A ótica do empresário, aliás, é essencialmente diversa da ótica do administrador público. Enquanto este está jungido ao interesse coletivo, aquele tem como escopo o lucro, a vantagem, o ganho- que é o motor do capitalismo. É de uma crueldade ímpar colocar serviços essenciais ao indivíduo, como educação e saúde, nas mãos da iniciativa privada. É tornar a educação e a saúde em mercadorias. E isso se aplica aos diversos setores da vida em coletividade, como o transporte, a segurança, água e eletricidade, dentre outros, que cada vez mais têm servido para enriquecer as grandes empresas em detrimento da satisfação das necessidades do cidadão.
Importante deixar claro que os marxistas temos plena noção do Estado enquanto instrumento de classe (6). A nossa defesa da máquina pública não é acrítica, portanto. Mas é imprescindível verificar que o Estado, do alto de suas contradições, pode ser instrumento de disputa, em prol das garantias sociais. É por isso que o ex-ministro do STF Eros Grau afirma que "o Estado, apesar dos pesares, é ainda, entre nós, o único defensor do interesse público", de forma que "a destruição e mesmo o mero enfraquecimento do Estado conduzem, inevitavelmente, à ausência de quem possa prover adequadamente o interesse público e, no quanto isso possa se verificar, o próprio interesse social" (7).

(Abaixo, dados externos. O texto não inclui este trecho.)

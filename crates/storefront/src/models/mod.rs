//! Domain models for the storefront.
//!
//! These types are independent of storage: repositories convert their rows
//! into them, routes serialize them (or a view of them) to JSON.

pub mod cart;
pub mod checkout;
pub mod order;
pub mod payment;
pub mod product;
pub mod promo;
pub mod review;
pub mod session;
pub mod slot;
pub mod user;

pub use cart::{Cart, CartError, CartItem};
pub use checkout::{AppliedPromo, CheckoutError, CheckoutProcess};
pub use order::{
    CustomerInfo, CustomerInfoInput, NewOrder, Order, OrderFilter, OrderLine, OrderTotals,
    StatusTransitionError,
};
pub use payment::{Invoice, NewInvoice, NewPayment, Payment, PaymentReceipt, PaymentRequest};
pub use product::{Category, CategoryInput, Product, ProductFilter, ProductInput};
pub use promo::{PromoCode, PromoCodeInput, PromoError, PromoKind};
pub use review::{NewReview, Review, ReviewInput};
pub use session::{CurrentUser, keys as session_keys};
pub use slot::PickupSlot;
pub use user::{NewUser, User};

/// A field that failed validation.
#[derive(Debug, Clone, PartialEq, Eq, thiserror::Error)]
#[error("{field}: {message}")]
pub struct ValidationError {
    /// Name of the offending field.
    pub field: &'static str,
    /// What is wrong with it.
    pub message: String,
}

impl ValidationError {
    /// Create a validation error for `field`.
    #[must_use]
    pub fn new(field: &'static str, message: impl Into<String>) -> Self {
        Self {
            field,
            message: message.into(),
        }
    }
}

/// Trim a required text field, rejecting it if blank or longer than `max` chars.
///
/// # Errors
///
/// Returns a `ValidationError` naming `field` if the value is empty or too long.
pub fn required_text(field: &'static str, value: &str, max: usize) -> Result<String, ValidationError> {
    let trimmed = value.trim();
    if trimmed.is_empty() {
        return Err(ValidationError::new(field, "is required"));
    }
    if trimmed.chars().count() > max {
        return Err(ValidationError::new(
            field,
            format!("must be at most {max} characters"),
        ));
    }
    Ok(trimmed.to_owned())
}

#[cfg(test)]
pub(crate) mod test_support {
    use chrono::Utc;
    use fournil_core::{CategoryId, Price, ProductId};

    use super::Product;

    /// A listed product in category 1.
    pub fn product(id: i32, name: &str, cents: i64, stock: u32) -> Product {
        Product {
            id: ProductId::new(id),
            name: name.to_owned(),
            description: String::new(),
            price: Price::from_cents(cents),
            images: vec![],
            category_id: Some(CategoryId::new(1)),
            stock,
            available: true,
            created_at: Utc::now(),
            updated_at: Utc::now(),
        }
    }
}
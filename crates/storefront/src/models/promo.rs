//! Promotional codes.

use chrono::{DateTime, Utc};
use rust_decimal::Decimal;
use serde::{Deserialize, Serialize};

use fournil_core::{Price, PromoCodeId};

use super::ValidationError;
use super::product::MAX_PRICE;

/// How a promo code reduces the subtotal.
#[derive(Debug, Clone, Copy, PartialEq, Eq, Hash, Serialize, Deserialize)]
#[serde(rename_all = "snake_case")]
pub enum PromoKind {
    /// `value` percent off.
    Percent,
    /// `value` euros off.
    Fixed,
}

impl PromoKind {
    /// Stable text form.
    #[must_use]
    pub const fn as_str(self) -> &'static str {
        match self {
            Self::Percent => "percent",
            Self::Fixed => "fixed",
        }
    }
}

impl std::str::FromStr for PromoKind {
    type Err = String;

    fn from_str(s: &str) -> Result<Self, Self::Err> {
        match s {
            "percent" => Ok(Self::Percent),
            "fixed" => Ok(Self::Fixed),
            other => Err(format!("invalid promo kind: {other}")),
        }
    }
}

/// Why a promo code cannot be applied.
#[derive(Debug, Clone, PartialEq, Eq, thiserror::Error)]
pub enum PromoError {
    #[error("unknown promo code")]
    Unknown,
    #[error("this promo code is no longer active")]
    Inactive,
    #[error("this promo code is not valid yet")]
    NotYetValid,
    #[error("this promo code has expired")]
    Expired,
    #[error("this promo code has reached its usage limit")]
    UsageLimitReached,
    #[error("a minimum order of {} is required for this code", minimum.display())]
    MinimumNotMet { minimum: Price },
}

/// A promo code.
#[derive(Debug, Clone, PartialEq, Eq, Serialize, Deserialize)]
pub struct PromoCode {
    pub id: PromoCodeId,
    /// Always stored uppercase.
    pub code: String,
    pub kind: PromoKind,
    /// Percentage for `Percent`, euros for `Fixed`.
    pub value: Decimal,
    pub minimum_amount: Price,
    pub valid_from: Option<DateTime<Utc>>,
    pub valid_until: Option<DateTime<Utc>>,
    pub max_uses: Option<u32>,
    pub uses: u32,
    pub active: bool,
}

impl PromoCode {
    /// Check the code against `subtotal` at `now` and compute the reduction.
    ///
    /// Checks run in order: active, validity window, usage cap, minimum.
    ///
    /// # Errors
    ///
    /// Returns the first `PromoError` that applies.
    pub fn check(&self, subtotal: Price, now: DateTime<Utc>) -> Result<Price, PromoError> {
        if !self.active {
            return Err(PromoError::Inactive);
        }
        if self.valid_from.is_some_and(|from| now < from) {
            return Err(PromoError::NotYetValid);
        }
        if self.valid_until.is_some_and(|until| now > until) {
            return Err(PromoError::Expired);
        }
        if self.max_uses.is_some_and(|max| self.uses >= max) {
            return Err(PromoError::UsageLimitReached);
        }
        if subtotal < self.minimum_amount {
            return Err(PromoError::MinimumNotMet {
                minimum: self.minimum_amount,
            });
        }
        Ok(self.reduction(subtotal))
    }

    /// Reduction on `subtotal`, never more than the subtotal itself.
    #[must_use]
    pub fn reduction(&self, subtotal: Price) -> Price {
        let raw = match self.kind {
            PromoKind::Percent => subtotal.percent(self.value),
            PromoKind::Fixed => Price::new(self.value).round(),
        };
        raw.min(subtotal)
    }
}

/// Create payload for a promo code.
#[derive(Debug, Clone, Deserialize)]
pub struct PromoCodeInput {
    pub code: String,
    pub kind: PromoKind,
    pub value: Decimal,
    #[serde(default)]
    pub minimum_amount: Price,
    #[serde(default)]
    pub valid_from: Option<DateTime<Utc>>,
    #[serde(default)]
    pub valid_until: Option<DateTime<Utc>>,
    #[serde(default)]
    pub max_uses: Option<u32>,
    #[serde(default = "default_active")]
    pub active: bool,
}

const fn default_active() -> bool {
    true
}

impl PromoCodeInput {
    /// Validate and normalize (code uppercased).
    ///
    /// # Errors
    ///
    /// Returns a `ValidationError` for a malformed code, a non-positive
    /// value, a percentage over 100, a negative minimum or an inverted window.
    pub fn validate(&self) -> Result<Self, ValidationError> {
        let code = self.code.trim().to_uppercase();
        if code.is_empty()
            || code.len() > 32
            || !code.chars().all(|c| c.is_ascii_alphanumeric() || c == '-' || c == '_')
        {
            return Err(ValidationError::new(
                "code",
                "must be 1 to 32 letters, digits, dashes or underscores",
            ));
        }
        if self.value <= Decimal::ZERO {
            return Err(ValidationError::new("value", "must be positive"));
        }
        if self.kind == PromoKind::Percent && self.value > Decimal::ONE_HUNDRED {
            return Err(ValidationError::new("value", "cannot exceed 100 percent"));
        }
        if self.kind == PromoKind::Fixed && self.value > MAX_PRICE.amount() {
            return Err(ValidationError::new("value", "amount is too large"));
        }
        if self.minimum_amount.is_negative() {
            return Err(ValidationError::new("minimum_amount", "cannot be negative"));
        }
        if self.minimum_amount > MAX_PRICE {
            return Err(ValidationError::new("minimum_amount", "amount is too large"));
        }
        if let (Some(from), Some(until)) = (self.valid_from, self.valid_until)
            && from > until
        {
            return Err(ValidationError::new(
                "valid_until",
                "must be after valid_from",
            ));
        }
        Ok(Self {
            code,
            ..self.clone()
        })
    }
}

É dever de todas as forças progressistas, portanto, combater o desmanche da máquina pública. Deve-se empreender uma luta sem cartel contra o pensamento neoliberal, mesmo que apareça "suavizado", mesmo que consiga iludir a tantos- como o neoliberalismo lulo-dilmista tem iludido.
Notas
(1) Jornal do Brasil: "Governo anuncia corte de R$ 50 bilhões no Orçamento"- http://bit.ly/h38NAs
(2) Correio do Brasil: "Concessões e PPPs podem melhorar aeroportos a partir de 2011", texto de José Dirceu, quadro do PT- http://bit.ly/f7pUE5
(3) Mozart Victor Russomano, "Direito do trabalho e globalização econômica".
(4) Leon Trotsky, "A revolução traída".
(5) "Princípio da Eficiência e o dinamismo do Direito", na Revista Síntese de Direito Administrativo nº 59, de novembro de 2010.
(6) Vladimir Lênin, "O Estado e a revolução".
(7) Eros Roberto Grau, "O direito posto e o direito pressuposto".